= WORK ORDER =
Please report how many lines of the listing hold the word "HashSet". Add nothing to the number.

= LISTED ENTRIES =
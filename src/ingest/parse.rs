use std::collections::HashSet;

use serde_json::{Map, Value};

use crate::foundation::core::{PctPoint, Rgb8};
use crate::foundation::math::clamp_pct;
use crate::model::annotation::{
    AnnotationFrame, ArrowAnnotation, PlayerAnnotation, TerminologyAnnotation,
};
use crate::model::callout::{CalloutAnchor, CalloutDecoration, EditorialCallout};

/// Why an item of the raw analysis document was dropped during ingestion.
///
/// `at` is a JSON path such as `$.frames[2].players[0]`.
#[derive(thiserror::Error, Clone, Debug, PartialEq, serde::Serialize)]
#[serde(tag = "reason", rename_all = "snake_case")]
pub enum Rejection {
    #[error("{at}: expected an object")]
    NotAnObject { at: String },

    #[error("{at}: missing required field '{field}'")]
    MissingField { at: String, field: &'static str },

    #[error("{at}: duplicate id '{id}'")]
    DuplicateId { at: String, id: String },

    #[error("callout '{id}': lasts {duration:.2}s after clamping, below the {min:.1}s minimum")]
    TooShort { id: String, duration: f64, min: f64 },

    #[error("callout '{id}': dropped by the per-play cap of {cap}")]
    OverCap { id: String, cap: usize },

    #[error("callout '{id}': no longer fits before the end of the video after staggering")]
    NoRoomAfterStagger { id: String },
}

/// Parse one raw keyframe.
///
/// Individual players and terms that fail validation are pushed to `rejections` and skipped; the
/// frame itself is only rejected when it is not an object.
pub(crate) fn parse_frame(
    value: &Value,
    at: &str,
    default_term_duration_s: f64,
    rejections: &mut Vec<Rejection>,
) -> Result<AnnotationFrame, Rejection> {
    let obj = as_object(value, at)?;
    let timestamp = number(obj, "timestamp").map_or(0.0, |t| t.max(0.0));

    let mut players = Vec::new();
    let mut seen_ids = HashSet::new();
    for (i, v) in array(obj, "players").iter().enumerate() {
        let at = format!("{at}.players[{i}]");
        match parse_player(v, &at) {
            Ok(p) if !seen_ids.insert(p.id.clone()) => {
                rejections.push(Rejection::DuplicateId { at, id: p.id });
            }
            Ok(p) => players.push(p),
            Err(r) => rejections.push(r),
        }
    }

    let mut arrows = Vec::new();
    for (i, v) in array(obj, "arrows").iter().enumerate() {
        match parse_arrow(v, &format!("{at}.arrows[{i}]")) {
            Ok(a) => arrows.push(a),
            Err(r) => rejections.push(r),
        }
    }

    let mut terminology = Vec::new();
    for (i, v) in array(obj, "terminology").iter().enumerate() {
        match parse_term(v, &format!("{at}.terminology[{i}]"), default_term_duration_s) {
            Ok(t) => terminology.push(t),
            Err(r) => rejections.push(r),
        }
    }

    Ok(AnnotationFrame {
        timestamp,
        players,
        arrows,
        terminology,
    })
}

fn parse_player(value: &Value, at: &str) -> Result<PlayerAnnotation, Rejection> {
    let obj = as_object(value, at)?;
    let id = identifier(obj, "id").ok_or_else(|| missing(at, "id"))?;
    Ok(PlayerAnnotation {
        id,
        x: clamp_pct(number(obj, "x").unwrap_or(0.0)),
        y: clamp_pct(number(obj, "y").unwrap_or(0.0)),
        label: text(obj, "label").unwrap_or_default(),
        highlight: obj
            .get("highlight")
            .and_then(Value::as_bool)
            .unwrap_or(false),
        color: color(obj),
    })
}

fn parse_arrow(value: &Value, at: &str) -> Result<ArrowAnnotation, Rejection> {
    let obj = as_object(value, at)?;
    Ok(ArrowAnnotation {
        id: String::new(),
        from: point(obj.get("from")),
        to: point(obj.get("to")),
        color: color(obj),
        label: text(obj, "label").filter(|l| !l.trim().is_empty()),
        dashed: obj.get("dashed").and_then(Value::as_bool).unwrap_or(false),
    })
}

fn parse_term(
    value: &Value,
    at: &str,
    default_duration_s: f64,
) -> Result<TerminologyAnnotation, Rejection> {
    let obj = as_object(value, at)?;
    let term = text(obj, "term")
        .filter(|t| !t.trim().is_empty())
        .ok_or_else(|| missing(at, "term"))?;
    Ok(TerminologyAnnotation {
        x: clamp_pct(number(obj, "x").unwrap_or(0.0)),
        y: clamp_pct(number(obj, "y").unwrap_or(0.0)),
        term: term.trim().to_string(),
        definition: text(obj, "definition").unwrap_or_default(),
        duration: number(obj, "duration")
            .filter(|d| *d > 0.0)
            .unwrap_or(default_duration_s),
    })
}

/// Parse one raw editorial callout. Times are taken as-is; clamping, truncation and scheduling
/// happen in [`crate::ingest::callouts::schedule_callouts`].
pub(crate) fn parse_callout(value: &Value, at: &str) -> Result<EditorialCallout, Rejection> {
    let obj = as_object(value, at)?;
    let id = identifier(obj, "id").ok_or_else(|| missing(at, "id"))?;
    let start_time = number(obj, "start_time").ok_or_else(|| missing(at, "start_time"))?;
    let end_time = number(obj, "end_time").ok_or_else(|| missing(at, "end_time"))?;
    let text_value = text(obj, "text")
        .filter(|t| !t.trim().is_empty())
        .ok_or_else(|| missing(at, "text"))?;

    let anchor_at = format!("{at}.anchor");
    let anchor_obj = obj
        .get("anchor")
        .ok_or_else(|| missing(at, "anchor"))
        .and_then(|v| as_object(v, &anchor_at))?;
    let anchor = CalloutAnchor {
        x: clamp_pct(number(anchor_obj, "x").ok_or_else(|| missing(&anchor_at, "x"))?),
        y: clamp_pct(number(anchor_obj, "y").ok_or_else(|| missing(&anchor_at, "y"))?),
        player_id: identifier(anchor_obj, "player_id"),
    };

    Ok(EditorialCallout {
        id,
        start_time,
        end_time,
        text: text_value.trim().to_string(),
        detail: text(obj, "detail").unwrap_or_default().trim().to_string(),
        anchor,
        decoration: decoration(obj, at),
    })
}

fn decoration(obj: &Map<String, Value>, at: &str) -> Option<CalloutDecoration> {
    if let Some(v) = obj.get("decoration") {
        match serde_json::from_value(v.clone()) {
            Ok(d) => return Some(d),
            Err(err) => {
                tracing::warn!(at, %err, "malformed callout decoration; trying circle/arrow keys");
            }
        }
    }
    let circle = obj.get("circle").and_then(Value::as_object).map(|c| {
        CalloutDecoration::Circle {
            x: clamp_pct(number(c, "x").unwrap_or(0.0)),
            y: clamp_pct(number(c, "y").unwrap_or(0.0)),
            radius: number(c, "radius").map_or(0.0, |r| r.max(0.0)),
        }
    });
    let arrow = obj.get("arrow").and_then(Value::as_object).map(|a| {
        CalloutDecoration::Arrow {
            from: point(a.get("from")),
            to: point(a.get("to")),
        }
    });
    if circle.is_some() && arrow.is_some() {
        tracing::debug!(at, "callout has both circle and arrow; keeping circle");
    }
    circle.or(arrow)
}

fn as_object<'a>(value: &'a Value, at: &str) -> Result<&'a Map<String, Value>, Rejection> {
    value.as_object().ok_or_else(|| Rejection::NotAnObject {
        at: at.to_string(),
    })
}

fn missing(at: &str, field: &'static str) -> Rejection {
    Rejection::MissingField {
        at: at.to_string(),
        field,
    }
}

fn array<'a>(obj: &'a Map<String, Value>, key: &str) -> &'a [Value] {
    obj.get(key)
        .and_then(Value::as_array)
        .map(Vec::as_slice)
        .unwrap_or_default()
}

/// Finite number, also accepting numeric strings.
pub(crate) fn number(obj: &Map<String, Value>, key: &str) -> Option<f64> {
    let v = match obj.get(key)? {
        Value::Number(n) => n.as_f64()?,
        Value::String(s) => s.trim().parse::<f64>().ok()?,
        _ => return None,
    };
    v.is_finite().then_some(v)
}

fn text(obj: &Map<String, Value>, key: &str) -> Option<String> {
    obj.get(key).and_then(Value::as_str).map(str::to_string)
}

/// Non-empty string id; numeric ids are accepted and stringified.
fn identifier(obj: &Map<String, Value>, key: &str) -> Option<String> {
    let id = match obj.get(key)? {
        Value::String(s) => s.trim().to_string(),
        Value::Number(n) => n.to_string(),
        _ => return None,
    };
    (!id.is_empty()).then_some(id)
}

fn color(obj: &Map<String, Value>) -> Rgb8 {
    obj.get("color")
        .and_then(Value::as_str)
        .and_then(|s| Rgb8::parse_hex(s).ok())
        .unwrap_or_default()
}

/// `[x, y]` or `{ "x": .., "y": .. }`; anything else maps to the origin.
fn point(value: Option<&Value>) -> PctPoint {
    let coord = |v: Option<&Value>| clamp_pct(v.and_then(Value::as_f64).unwrap_or(0.0));
    match value {
        Some(Value::Array(a)) => [coord(a.first()), coord(a.get(1))],
        Some(Value::Object(o)) => [coord(o.get("x")), coord(o.get("y"))],
        _ => [0.0, 0.0],
    }
}

#[cfg(test)]
#[path = "../../tests/unit/ingest/parse.rs"]
mod tests;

= SOLVED EXERCISE =
2